**EXERCISE**: Retype the data below in full, keeping every character as it is.

**EXCERPTED RECORDS**:
———

//! FFmpeg-backed frame source.
//!
//! [`VideoSource`] opens a video file and [`VideoSource::frames`] yields
//! every frame of its best video stream as an RGB24 [`RgbImage`], in decode
//! order, one at a time. Nothing is buffered beyond the frame being
//! converted, and the demuxer is released when the source is dropped.
//!
//! # Example
//!
//! ```no_run
//! use framestamp::{FramestampError, VideoSource};
//!
//! let mut source = VideoSource::open("capture.mp4")?;
//! println!("{} fps", source.metadata().frames_per_second);
//! for frame in source.frames()? {
//!     let frame = frame?;
//!     println!("{}×{}", frame.width(), frame.height());
//! }
//! # Ok::<(), FramestampError>(())
//! ```

use std::fmt::{Debug, Formatter, Result as FmtResult};
use std::path::{Path, PathBuf};

use ffmpeg_next::{
    Error as FfmpegError, Packet,
    codec::context::Context as CodecContext,
    decoder::Video as VideoDecoder,
    format::{Pixel, context::Input},
    frame::Video as VideoFrame,
    media::Type,
    software::scaling::{Context as ScalingContext, Flags as ScalingFlags},
};
use image::RgbImage;

use crate::error::FramestampError;
use crate::metadata::VideoMetadata;

/// An opened video file.
pub struct VideoSource {
    input_context: Input,
    video_stream_index: usize,
    metadata: VideoMetadata,
    path: PathBuf,
}

impl Debug for VideoSource {
    fn fmt(&self, f: &mut Formatter<'_>) -> FmtResult {
        f.debug_struct("VideoSource")
            .field("path", &self.path)
            .field("video_stream_index", &self.video_stream_index)
            .field("metadata", &self.metadata)
            .finish_non_exhaustive()
    }
}

impl VideoSource {
    /// Open a video file and locate its best video stream.
    ///
    /// Initializes FFmpeg (idempotent).
    ///
    /// # Errors
    ///
    /// - [`FramestampError::SourceUnreadable`] if the file cannot be opened
    ///   or its decoder cannot be created.
    /// - [`FramestampError::NoVideoStream`] if there is no video stream.
    pub fn open<P: AsRef<Path>>(path: P) -> Result<Self, FramestampError> {
        let path = path.as_ref().to_path_buf();
        let unreadable = |reason: String| FramestampError::SourceUnreadable {
            path: path.clone(),
            reason,
        };

        log::debug!("Opening video: {}", path.display());

        ffmpeg_next::init()
            .map_err(|error| unreadable(format!("FFmpeg initialisation failed: {error}")))?;

        let input_context =
            ffmpeg_next::format::input(&path).map_err(|error| unreadable(error.to_string()))?;

        let stream = input_context
            .streams()
            .best(Type::Video)
            .ok_or(FramestampError::NoVideoStream)?;
        let video_stream_index = stream.index();

        let decoder = CodecContext::from_parameters(stream.parameters())
            .and_then(|context| context.decoder().video())
            .map_err(|error| unreadable(format!("cannot create video decoder: {error}")))?;

        let frame_rate = stream.avg_frame_rate();
        let frames_per_second = if frame_rate.denominator() != 0 {
            frame_rate.numerator() as f64 / frame_rate.denominator() as f64
        } else {
            let rate = stream.rate();
            if rate.denominator() != 0 {
                rate.numerator() as f64 / rate.denominator() as f64
            } else {
                0.0
            }
        };

        let duration_seconds = if input_context.duration() > 0 {
            input_context.duration() as f64 / 1_000_000.0
        } else {
            0.0
        };
        let frame_count = match stream.frames() {
            frames if frames > 0 => frames as u64,
            _ => (duration_seconds * frames_per_second).round() as u64,
        };

        let codec = decoder
            .codec()
            .map(|codec| codec.name().to_string())
            .unwrap_or_else(|| "unknown".to_string());

        let metadata = VideoMetadata {
            width: decoder.width(),
            height: decoder.height(),
            frames_per_second,
            frame_count,
            codec,
        };
        log::debug!(
            "{}: {}×{} @ {:.2} fps, ~{} frames [{}]",
            path.display(),
            metadata.width,
            metadata.height,
            metadata.frames_per_second,
            metadata.frame_count,
            metadata.codec
        );

        Ok(Self {
            input_context,
            video_stream_index,
            metadata,
            path,
        })
    }

    /// Stream metadata reported by the container.
    pub fn metadata(&self) -> &VideoMetadata {
        &self.metadata
    }

    /// Path the source was opened from.
    pub fn path(&self) -> &Path {
        &self.path
    }

    /// Iterate over every frame from the current position.
    ///
    /// The source is not restartable: a second call continues where the
    /// first iterator stopped.
    ///
    /// # Errors
    ///
    /// Returns an error if the decoder or the RGB converter cannot be set up.
    pub fn frames(&mut self) -> Result<VideoFrames<'_>, FramestampError> {
        let stream = self
            .input_context
            .stream(self.video_stream_index)
            .ok_or(FramestampError::NoVideoStream)?;
        let decoder = CodecContext::from_parameters(stream.parameters())?
            .decoder()
            .video()?;

        let width = decoder.width();
        let height = decoder.height();
        let scaler = ScalingContext::get(
            decoder.format(),
            width,
            height,
            Pixel::RGB24,
            width,
            height,
            ScalingFlags::BILINEAR,
        )?;

        Ok(VideoFrames {
            input_context: &mut self.input_context,
            video_stream_index: self.video_stream_index,
            decoder,
            scaler,
            width,
            height,
            decoded_frame: VideoFrame::empty(),
            rgb_frame: VideoFrame::empty(),
            eof_sent: false,
            done: false,
        })
    }
}

/// Lazy iterator over the decoded frames of a [`VideoSource`].
pub struct VideoFrames<'a> {
    input_context: &'a mut Input,
    video_stream_index: usize,
    decoder: VideoDecoder,
    scaler: ScalingContext,
    width: u32,
    height: u32,
    decoded_frame: VideoFrame,
    rgb_frame: VideoFrame,
    eof_sent: bool,
    done: bool,
}

impl VideoFrames<'_> {
    fn convert_current_frame(&mut self) -> Result<RgbImage, FramestampError> {
        self.scaler.run(&self.decoded_frame, &mut self.rgb_frame)?;
        let buffer = packed_rgb(&self.rgb_frame, self.width, self.height);
        RgbImage::from_raw(self.width, self.height, buffer).ok_or_else(|| {
            FramestampError::VideoDecodeError(
                "Failed to construct RGB image from decoded frame data".to_string(),
            )
        })
    }

    fn fail(&mut self, error: FramestampError) -> Option<Result<RgbImage, FramestampError>> {
        self.done = true;
        Some(Err(error))
    }
}

impl Iterator for VideoFrames<'_> {
    type Item = Result<RgbImage, FramestampError>;

    fn next(&mut self) -> Option<Self::Item> {
        if self.done {
            return None;
        }

        loop {
            if self.decoder.receive_frame(&mut self.decoded_frame).is_ok() {
                return match self.convert_current_frame() {
                    Ok(image) => Some(Ok(image)),
                    Err(error) => self.fail(error),
                };
            }

            if self.eof_sent {
                self.done = true;
                return None;
            }

            let mut packet = Packet::empty();
            match packet.read(self.input_context) {
                Ok(()) => {
                    if packet.stream() == self.video_stream_index {
                        if let Err(error) = self.decoder.send_packet(&packet) {
                            return self.fail(error.into());
                        }
                    }
                }
                Err(FfmpegError::Eof) => {
                    if let Err(error) = self.decoder.send_eof() {
                        return self.fail(error.into());
                    }
                    self.eof_sent = true;
                }
                Err(error) => {
                    log::debug!("Skipping unreadable packet: {error}");
                }
            }
        }
    }
}

/// Copy an RGB24 frame into a tightly packed buffer, dropping row padding.
fn packed_rgb(frame: &VideoFrame, width: u32, height: u32) -> Vec<u8> {
    let stride = frame.stride(0);
    let row_bytes = width as usize * 3;
    let data = frame.data(0);

    if stride == row_bytes {
        data[..row_bytes * height as usize].to_vec()
    } else {
        let mut buffer = Vec::with_capacity(row_bytes * height as usize);
        for row in 0..height as usize {
            let start = row * stride;
            buffer.extend_from_slice(&data[start..start + row_bytes]);
        }
        buffer
    }
}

———

**ANSWER SECTION**:
//! FFmpeg-backed frame source.
//!
//! [`VideoSource`] opens a video file and [`VideoSource::frames`] yields
//! every frame of its best video stream as an RGB24 [`RgbImage`], in decode
//! order, one at a time. Nothing is buffered beyond the frame being
//! converted, and the demuxer is released when the source is dropped.
//!
//! # Example
//!
//! ```no_run
//! use framestamp::{FramestampError, VideoSource};
//!
//! let mut source = VideoSource::open("capture.mp4")?;
//! println!("{} fps", source.metadata().frames_per_second);
//! for frame in source.frames()? {
//!     let frame = frame?;
//!     println!("{}×{}", frame.width(), frame.height());
//! }
//! # Ok::<(), FramestampError>(())
//! ```

use std::fmt::{Debug, Formatter, Result as FmtResult};
use std::path::{Path, PathBuf};

use ffmpeg_next::{
    Error as FfmpegError, Packet,
    codec::context::Context as CodecContext,
    decoder::Video as VideoDecoder,
    format::{Pixel, context::Input},
    frame::Video as VideoFrame,
    media::Type,
    software::scaling::{Context as ScalingContext, Flags as ScalingFlags},
};
use image::RgbImage;

use crate::error::FramestampError;
use crate::metadata::VideoMetadata;

/// An opened video file.
pub struct VideoSource {
    input_context: Input,
    video_stream_index: usize,
    metadata: VideoMetadata,
    path: PathBuf,
}

impl Debug for VideoSource {
    fn fmt(&self, f: &mut Formatter<'_>) -> FmtResult {
        f.debug_struct("VideoSource")
            .field("path", &self.path)
            .field("video_stream_index", &self.video_stream_index)
            .field("metadata", &self.metadata)
            .finish_non_exhaustive()
    }
}

impl VideoSource {
    /// Open a video file and locate its best video stream.
    ///
    /// Initializes FFmpeg (idempotent).
    ///
    /// # Errors
    ///
    /// - [`FramestampError::SourceUnreadable`] if the file cannot be opened
    ///   or its decoder cannot be created.
    /// - [`FramestampError::NoVideoStream`] if there is no video stream.
    pub fn open<P: AsRef<Path>>(path: P) -> Result<Self, FramestampError> {
        let path = path.as_ref().to_path_buf();
        let unreadable = |reason: String| FramestampError::SourceUnreadable {
            path: path.clone(),
            reason,
        };

        log::debug!("Opening video: {}", path.display());

        ffmpeg_next::init()
            .map_err(|error| unreadable(format!("FFmpeg initialisation failed: {error}")))?;

        let input_context =
            ffmpeg_next::format::input(&path).map_err(|error| unreadable(error.to_string()))?;

        let stream = input_context
            .streams()
            .best(Type::Video)
            .ok_or(FramestampError::NoVideoStream)?;
        let video_stream_index = stream.index();

        let decoder = CodecContext::from_parameters(stream.parameters())
            .and_then(|context| context.decoder().video())
            .map_err(|error| unreadable(format!("cannot create video decoder: {error}")))?;

        let frame_rate = stream.avg_frame_rate();
        let frames_per_second = if frame_rate.denominator() != 0 {
            frame_rate.numerator() as f64 / frame_rate.denominator() as f64
        } else {
            let rate = stream.rate();
            if rate.denominator() != 0 {
                rate.numerator() as f64 / rate.denominator() as f64
            } else {
                0.0
            }
        };

        let duration_seconds = if input_context.duration() > 0 {
            input_context.duration() as f64 / 1_000_000.0
        } else {
            0.0
        };
        let frame_count = match stream.frames() {
            frames if frames > 0 => frames as u64,
            _ => (duration_seconds * frames_per_second).round() as u64,
        };

        let codec = decoder
            .codec()
            .map(|codec| codec.name().to_string())
            .unwrap_or_else(|| "unknown".to_string());

        let metadata = VideoMetadata {
            width: decoder.width(),
            height: decoder.height(),
            frames_per_second,
            frame_count,
            codec,
        };
        log::debug!(
            "{}: {}×{} @ {:.2} fps, ~{} frames [{}]",
            path.display(),
            metadata.width,
            metadata.height,
            metadata.frames_per_second,
            metadata.frame_count,
            metadata.codec
        );

        Ok(Self {
            input_context,
            video_stream_index,
            metadata,
            path,
        })
    }

    /// Stream metadata reported by the container.
    pub fn metadata(&self) -> &VideoMetadata {
        &self.metadata
    }

    /// Path the source was opened from.
    pub fn path(&self) -> &Path {
        &self.path
    }

    /// Iterate over every frame from the current position.
    ///
    /// The source is not restartable: a second call continues where the
    /// first iterator stopped.
    ///
    /// # Errors
    ///
    /// Returns an error if the decoder or the RGB converter cannot be set up.
    pub fn frames(&mut self) -> Result<VideoFrames<'_>, FramestampError> {
        let stream = self
            .input_context
            .stream(self.video_stream_index)
            .ok_or(FramestampError::NoVideoStream)?;
        let decoder = CodecContext::from_parameters(stream.parameters())?
            .decoder()
            .video()?;

        let width = decoder.width();
        let height = decoder.height();
        let scaler = ScalingContext::get(
            decoder.format(),
            width,
            height,
            Pixel::RGB24,
            width,
            height,
            ScalingFlags::BILINEAR,
        )?;

        Ok(VideoFrames {
            input_context: &mut self.input_context,
            video_stream_index: self.video_stream_index,
            decoder,
            scaler,
            width,
            height,
            decoded_frame: VideoFrame::empty(),
            rgb_frame: VideoFrame::empty(),
            eof_sent: false,
            done: false,
        })
    }
}

/// Lazy iterator over the decoded frames of a [`VideoSource`].
pub struct VideoFrames<'a> {
    input_context: &'a mut Input,
    video_stream_index: usize,
    decoder: VideoDecoder,
    scaler: ScalingContext,
    width: u32,
    height: u32,
    decoded_frame: VideoFrame,
    rgb_frame: VideoFrame,
    eof_sent: bool,
    done: bool,
}

impl VideoFrames<'_> {
    fn convert_current_frame(&mut self) -> Result<RgbImage, FramestampError> {
        self.scaler.run(&self.decoded_frame, &mut self.rgb_frame)?;
        let buffer = packed_rgb(&self.rgb_frame, self.width, self.height);
        RgbImage::from_raw(self.width, self.height, buffer).ok_or_else(|| {
            FramestampError::VideoDecodeError(
                "Failed to construct RGB image from decoded frame data".to_string(),
            )
        })
    }

    fn fail(&mut self, error: FramestampError) -> Option<Result<RgbImage, FramestampError>> {
        self.done = true;
        Some(Err(error))
    }
}

impl Iterator for VideoFrames<'_> {
    type Item = Result<RgbImage, FramestampError>;

    fn next(&mut self) -> Option<Self::Item> {
        if self.done {
            return None;
        }

        loop {
            if self.decoder.receive_frame(&mut self.decoded_frame).is_ok() {
                return match self.convert_current_frame() {
                    Ok(image) => Some(Ok(image)),
                    Err(error) => self.fail(error),
                };
            }

            if self.eof_sent {
                self.done = true;
                return None;
            }

            let mut packet = Packet::empty();
            match packet.read(self.input_context) {
                Ok(()) => {
                    if packet.stream() == self.video_stream_index {
                        if let Err(error) = self.decoder.send_packet(&packet) {
                            return self.fail(error.into());
                        }
                    }
                }
                Err(FfmpegError::Eof) => {
                    if let Err(error) = self.decoder.send_eof() {
                        return self.fail(error.into());
                    }
                    self.eof_sent = true;
                }
                Err(error) => {
                    log::debug!("Skipping unreadable packet: {error}");
                }
            }
        }
    }
}

/// Copy an RGB24 frame into a tightly packed buffer, dropping row padding.
fn packed_rgb(frame: &VideoFrame, width: u32, height: u32) -> Vec<u8> {
    let stride = frame.stride(0);
    let row_bytes = width as usize * 3;
    let data = frame.data(0);

    if stride == row_bytes {
        data[..row_bytes * height as usize].to_vec()
    } else {
        let mut buffer = Vec::with_capacity(row_bytes * height as usize);
        for row in 0..height as usize {
            let start = row * stride;
            buffer.extend_from_slice(&data[start..start + row_bytes]);
        }
        buffer
    }
}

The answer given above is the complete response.